Dane stood still for a minute amazed that he had let the situation run away from him in this manner. He had not come to the office with the remotest intention of kissing her. And here they were, for he had seen in her eyes the enchantment that he could never resist.

He sat down in the chair beside her and took her hands. She misunderstood his intention.

“Oh, please, we can’t really. You don’t know what this work is. And I must do it. I have no time to play till it is over.” She spoke as if she were afraid of him, but she was just as afraid of herself.

He dropped her hands, feeling the intensity that was burning her.

“Please don’t be afraid of me,” he pleaded softly. “I’m sorry I let go like that. I won’t do it again till you wish it. I promise.”

He sat very still wondering how the devil they were to go on without explosions now that they had put the spark to the powder. He had a fierce craving to carry her out to the launch and take her home with him.

Presently her eyes fell on the neglected proofs. They stimulated her to come back to earth and the compelling present.

“You must go, please. I have an hour’s work at least, and it cannot wait till the morning. I should have let Jimmy stay.”

“I’m Jimmy for the rest of the evening. Yes, come on, dear. I’ll read them with you. No, you must not look at me like that. I can’t stand it. What the devil do you think a man is? If I’m to stay good you’ve got to be an angel too.”

And then Valerie laughed.

And never in the history of spring show catalogues were dull pages of entries for sheep and cattle, and dairy produce and vegetables, and home-made cakes and jams and fancy-work treated with such alternate absorption and indifference as they were in the office of the News that night. And it must be confessed that the resolutions with which they began the proof-reading suffered considerably from lack of nourishment in the following hour. But with each pause, with each kiss, with each wondering gaze eye to eye they grew gayer, and laughed more at themselves and each other. Without putting it into words they took this evening as they felt it knowing they would come to sober ways upon the morrow.
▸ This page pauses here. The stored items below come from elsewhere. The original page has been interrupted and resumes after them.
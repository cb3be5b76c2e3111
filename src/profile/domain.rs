use std::collections::BTreeMap;
use std::fmt;

use chrono::{DateTime, Utc};
use serde::{Deserialize, Serialize};

/// Identifier wrapper for supplier records.
#[derive(Debug, Clone, PartialEq, Eq, PartialOrd, Ord, Hash, Serialize, Deserialize)]
pub struct VendorId(pub String);

impl fmt::Display for VendorId {
    fn fmt(&self, f: &mut fmt::Formatter<'_>) -> fmt::Result {
        f.write_str(&self.0)
    }
}

/// Identifier wrapper for profile change requests.
#[derive(Debug, Clone, PartialEq, Eq, PartialOrd, Ord, Hash, Serialize, Deserialize)]
pub struct RequestId(pub String);

impl fmt::Display for RequestId {
    fn fmt(&self, f: &mut fmt::Formatter<'_>) -> fmt::Result {
        f.write_str(&self.0)
    }
}

/// Identifier wrapper for the administrator who reviewed a request.
#[derive(Debug, Clone, PartialEq, Eq, Hash, Serialize, Deserialize)]
pub struct ReviewerId(pub String);

/// The closed set of vendor-mutable profile fields. Anything outside this
/// enum is system-managed and never writable through the arbitration engine.
#[derive(Debug, Clone, Copy, PartialEq, Eq, PartialOrd, Ord, Hash, Serialize, Deserialize)]
#[serde(rename_all = "snake_case")]
pub enum ProfileField {
    CompanyName,
    Email,
    TaxId,
    RegistrationNumber,
    BusinessCategory,
    YearsInBusiness,
    ContactPersonName,
    ContactPersonTitle,
    Phone,
    Website,
    StreetAddress,
    City,
    StateProvince,
    PostalCode,
    Country,
}

impl ProfileField {
    pub const ALL: [ProfileField; 15] = [
        ProfileField::CompanyName,
        ProfileField::Email,
        ProfileField::TaxId,
        ProfileField::RegistrationNumber,
        ProfileField::BusinessCategory,
        ProfileField::YearsInBusiness,
        ProfileField::ContactPersonName,
        ProfileField::ContactPersonTitle,
        ProfileField::Phone,
        ProfileField::Website,
        ProfileField::StreetAddress,
        ProfileField::City,
        ProfileField::StateProvince,
        ProfileField::PostalCode,
        ProfileField::Country,
    ];

    pub const fn name(self) -> &'static str {
        match self {
            ProfileField::CompanyName => "company_name",
            ProfileField::Email => "email",
            ProfileField::TaxId => "tax_id",
            ProfileField::RegistrationNumber => "registration_number",
            ProfileField::BusinessCategory => "business_category",
            ProfileField::YearsInBusiness => "years_in_business",
            ProfileField::ContactPersonName => "contact_person_name",
            ProfileField::ContactPersonTitle => "contact_person_title",
            ProfileField::Phone => "phone",
            ProfileField::Website => "website",
            ProfileField::StreetAddress => "street_address",
            ProfileField::City => "city",
            ProfileField::StateProvince => "state_province",
            ProfileField::PostalCode => "postal_code",
            ProfileField::Country => "country",
        }
    }

    pub fn parse(raw: &str) -> Option<Self> {
        Self::ALL.iter().copied().find(|field| field.name() == raw)
    }

    /// The value shape this field accepts on the wire.
    pub const fn value_kind(self) -> ValueKind {
        match self {
            ProfileField::YearsInBusiness => ValueKind::Integer,
            _ => ValueKind::Text,
        }
    }
}

impl fmt::Display for ProfileField {
    fn fmt(&self, f: &mut fmt::Formatter<'_>) -> fmt::Result {
        f.write_str(self.name())
    }
}

/// Shape of a field's value, used to reject mistyped submissions early.
#[derive(Debug, Clone, Copy, PartialEq, Eq, Serialize, Deserialize)]
#[serde(rename_all = "snake_case")]
pub enum ValueKind {
    Text,
    Integer,
}

impl fmt::Display for ValueKind {
    fn fmt(&self, f: &mut fmt::Formatter<'_>) -> fmt::Result {
        match self {
            ValueKind::Text => f.write_str("text"),
            ValueKind::Integer => f.write_str("integer"),
        }
    }
}

/// Tagged value for a single profile field.
#[derive(Debug, Clone, PartialEq, Eq, Serialize, Deserialize)]
#[serde(untagged)]
pub enum FieldValue {
    Integer(u32),
    Text(String),
}

impl FieldValue {
    pub const fn kind(&self) -> ValueKind {
        match self {
            FieldValue::Integer(_) => ValueKind::Integer,
            FieldValue::Text(_) => ValueKind::Text,
        }
    }

    /// Coerce a raw JSON value into the shape `field` expects.
    pub fn for_field(field: ProfileField, raw: &serde_json::Value) -> Option<Self> {
        match field.value_kind() {
            ValueKind::Integer => raw
                .as_u64()
                .and_then(|value| u32::try_from(value).ok())
                .map(FieldValue::Integer),
            ValueKind::Text => raw.as_str().map(|value| FieldValue::Text(value.to_string())),
        }
    }
}

/// A set of profile edits keyed by recognized field.
pub type ChangeSet = BTreeMap<ProfileField, FieldValue>;

/// Raised when a store write carries a value of the wrong shape for a field.
#[derive(Debug, Clone, thiserror::Error)]
#[error("field {field} expects a {expected} value")]
pub struct FieldValueMismatch {
    pub field: ProfileField,
    pub expected: ValueKind,
}

/// Registration lifecycle status of a supplier account.
#[derive(Debug, Clone, Copy, PartialEq, Eq, Serialize, Deserialize)]
#[serde(rename_all = "SCREAMING_SNAKE_CASE")]
pub enum VendorStatus {
    Incomplete,
    Submitted,
    UnderReview,
    NeedMoreInfo,
    Approved,
    Rejected,
}

impl VendorStatus {
    pub const fn label(self) -> &'static str {
        match self {
            VendorStatus::Incomplete => "INCOMPLETE",
            VendorStatus::Submitted => "SUBMITTED",
            VendorStatus::UnderReview => "UNDER_REVIEW",
            VendorStatus::NeedMoreInfo => "NEED_MORE_INFO",
            VendorStatus::Approved => "APPROVED",
            VendorStatus::Rejected => "REJECTED",
        }
    }
}

/// Live, canonical representation of a supplier.
#[derive(Debug, Clone, PartialEq, Serialize, Deserialize)]
pub struct VendorRecord {
    pub id: VendorId,
    pub status: VendorStatus,
    pub company_name: String,
    pub email: String,
    pub tax_id: String,
    pub registration_number: String,
    pub business_category: String,
    pub years_in_business: u32,
    pub contact_person_name: String,
    pub contact_person_title: String,
    pub phone: String,
    pub website: String,
    pub street_address: String,
    pub city: String,
    pub state_province: String,
    pub postal_code: String,
    pub country: String,
    pub created_at: DateTime<Utc>,
    pub updated_at: DateTime<Utc>,
}

impl VendorRecord {
    fn text_slot(&self, field: ProfileField) -> Option<&String> {
        match field {
            ProfileField::CompanyName => Some(&self.company_name),
            ProfileField::Email => Some(&self.email),
            ProfileField::TaxId => Some(&self.tax_id),
            ProfileField::RegistrationNumber => Some(&self.registration_number),
            ProfileField::BusinessCategory => Some(&self.business_category),
            ProfileField::YearsInBusiness => None,
            ProfileField::ContactPersonName => Some(&self.contact_person_name),
            ProfileField::ContactPersonTitle => Some(&self.contact_person_title),
            ProfileField::Phone => Some(&self.phone),
            ProfileField::Website => Some(&self.website),
            ProfileField::StreetAddress => Some(&self.street_address),
            ProfileField::City => Some(&self.city),
            ProfileField::StateProvince => Some(&self.state_province),
            ProfileField::PostalCode => Some(&self.postal_code),
            ProfileField::Country => Some(&self.country),
        }
    }

    fn text_slot_mut(&mut self, field: ProfileField) -> Option<&mut String> {
        match field {
            ProfileField::CompanyName => Some(&mut self.company_name),
            ProfileField::Email => Some(&mut self.email),
            ProfileField::TaxId => Some(&mut self.tax_id),
            ProfileField::RegistrationNumber => Some(&mut self.registration_number),
            ProfileField::BusinessCategory => Some(&mut self.business_category),
            ProfileField::YearsInBusiness => None,
            ProfileField::ContactPersonName => Some(&mut self.contact_person_name),
            ProfileField::ContactPersonTitle => Some(&mut self.contact_person_title),
            ProfileField::Phone => Some(&mut self.phone),
            ProfileField::Website => Some(&mut self.website),
            ProfileField::StreetAddress => Some(&mut self.street_address),
            ProfileField::City => Some(&mut self.city),
            ProfileField::StateProvince => Some(&mut self.state_province),
            ProfileField::PostalCode => Some(&mut self.postal_code),
            ProfileField::Country => Some(&mut self.country),
        }
    }

    /// Current value of a mutable profile field.
    pub fn field(&self, field: ProfileField) -> FieldValue {
        match self.text_slot(field) {
            Some(text) => FieldValue::Text(text.clone()),
            None => FieldValue::Integer(self.years_in_business),
        }
    }

    /// Overwrite a mutable profile field, rejecting values of the wrong shape.
    pub fn set_field(
        &mut self,
        field: ProfileField,
        value: &FieldValue,
    ) -> Result<(), FieldValueMismatch> {
        match (field, value) {
            (ProfileField::YearsInBusiness, FieldValue::Integer(years)) => {
                self.years_in_business = *years;
                Ok(())
            }
            (field, FieldValue::Text(text)) if field != ProfileField::YearsInBusiness => {
                if let Some(slot) = self.text_slot_mut(field) {
                    slot.clone_from(text);
                }
                Ok(())
            }
            (field, _) => Err(FieldValueMismatch {
                field,
                expected: field.value_kind(),
            }),
        }
    }

    /// Capture the live values for exactly the given fields.
    pub fn snapshot<I>(&self, fields: I) -> ChangeSet
    where
        I: IntoIterator<Item = ProfileField>,
    {
        fields
            .into_iter()
            .map(|field| (field, self.field(field)))
            .collect()
    }
}

/// Registration payload for a new supplier account.
#[derive(Debug, Clone, Serialize, Deserialize)]
pub struct NewVendor {
    pub company_name: String,
    pub email: String,
    pub tax_id: String,
    pub registration_number: String,
    pub business_category: String,
    pub years_in_business: u32,
    pub contact_person_name: String,
    #[serde(default)]
    pub contact_person_title: String,
    pub phone: String,
    #[serde(default)]
    pub website: String,
    pub street_address: String,
    pub city: String,
    pub state_province: String,
    pub postal_code: String,
    pub country: String,
}

impl NewVendor {
    pub fn into_record(self, id: VendorId, now: DateTime<Utc>) -> VendorRecord {
        VendorRecord {
            id,
            status: VendorStatus::Submitted,
            company_name: self.company_name,
            email: self.email,
            tax_id: self.tax_id,
            registration_number: self.registration_number,
            business_category: self.business_category,
            years_in_business: self.years_in_business,
            contact_person_name: self.contact_person_name,
            contact_person_title: self.contact_person_title,
            phone: self.phone,
            website: self.website,
            street_address: self.street_address,
            city: self.city,
            state_province: self.state_province,
            postal_code: self.postal_code,
            country: self.country,
            created_at: now,
            updated_at: now,
        }
    }
}

/// Lifecycle state of a profile change request.
#[derive(Debug, Clone, Copy, PartialEq, Eq, Serialize, Deserialize)]
#[serde(rename_all = "SCREAMING_SNAKE_CASE")]
pub enum RequestStatus {
    Pending,
    Approved,
    Rejected,
    Cancelled,
}

impl RequestStatus {
    pub const fn label(self) -> &'static str {
        match self {
            RequestStatus::Pending => "PENDING",
            RequestStatus::Approved => "APPROVED",
            RequestStatus::Rejected => "REJECTED",
            RequestStatus::Cancelled => "CANCELLED",
        }
    }
}

/// One bundle of approval-required edits for a single vendor, tracked from
/// submission through review.
#[derive(Debug, Clone, PartialEq, Serialize, Deserialize)]
pub struct ProfileChangeRequest {
    pub id: RequestId,
    pub vendor_id: VendorId,
    pub requested_changes: ChangeSet,
    pub current_values: ChangeSet,
    pub status: RequestStatus,
    pub reviewed_by: Option<ReviewerId>,
    pub reviewed_at: Option<DateTime<Utc>>,
    pub review_notes: Option<String>,
    pub created_at: DateTime<Utc>,
    pub updated_at: DateTime<Utc>,
}

impl ProfileChangeRequest {
    /// Drop review metadata, used when an approval is rolled back.
    pub fn clear_review(&mut self) {
        self.reviewed_by = None;
        self.reviewed_at = None;
        self.review_notes = None;
    }

    /// Admin queue entry with before/after values and aging information.
    pub fn queue_view(&self, today: DateTime<Utc>) -> PendingQueueEntry {
        PendingQueueEntry {
            id: self.id.clone(),
            vendor_id: self.vendor_id.clone(),
            requested_changes: self.requested_changes.clone(),
            current_values: self.current_values.clone(),
            created_at: self.created_at,
            days_pending: (today - self.created_at).num_days().max(0),
        }
    }
}

/// Sanitized admin-queue representation of a pending request.
#[derive(Debug, Clone, PartialEq, Serialize, Deserialize)]
pub struct PendingQueueEntry {
    pub id: RequestId,
    pub vendor_id: VendorId,
    pub requested_changes: ChangeSet,
    pub current_values: ChangeSet,
    pub created_at: DateTime<Utc>,
    pub days_pending: i64,
}

/// Reviewer decision on a pending request.
#[derive(Debug, Clone, Copy, PartialEq, Eq, Serialize, Deserialize)]
#[serde(rename_all = "lowercase")]
pub enum ReviewAction {
    Approve,
    Reject,
}

/// What happened to each part of a submitted change-set.
#[derive(Debug, Clone, PartialEq, Serialize, Deserialize)]
pub struct SubmissionOutcome {
    pub direct_applied: usize,
    pub approval_created: bool,
    pub request_id: Option<RequestId>,
    pub direct_fields: Vec<ProfileField>,
    pub approval_fields: Vec<ProfileField>,
}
It was nearly eleven when they finished the proofs. Valerie looked at her watch, and thought again of Bob, and wondered with a little catch at her breath if he were still upon the earth. And she had a sudden revulsion of feeling against the mad happiness of the last hour.

“What is it?” asked Dane.

But she did not wish to put any shades on his face, or bring any pain back to his eyes.

“I must get home, dear. I have to be here at eight.”

“Eight!”

“Oh yes, eight, every morning now. You see?” She shook her head decidedly at him.

“I see.” He helped her on with her coat, and then before she put on her hat he drew her to him and looked into her face. She could not keep her eyes open against that frightening clutch. What did this man expect of her, want of her, when he looked at her like that? Then she felt her lips being very delicately pressed.

“You don’t know when I first kissed you,” he said softly.

She opened her eyes widely upon him. “I certainly do. That morning when you came into my room?”

“Oh, no. Before that.” He smiled at the expression on her face.

“I kissed you the night before as you lay unconscious in the office yard.”

“Why, you preposterous perfidious villain,” she said delightedly.

“I couldn’t help it.”

She tried to frown at him, but she could not.

After they had kissed each other again she put out the light and they went to the door. Hearing no one about she walked to the river’s edge and stood there while he went off and disappeared in the shadows.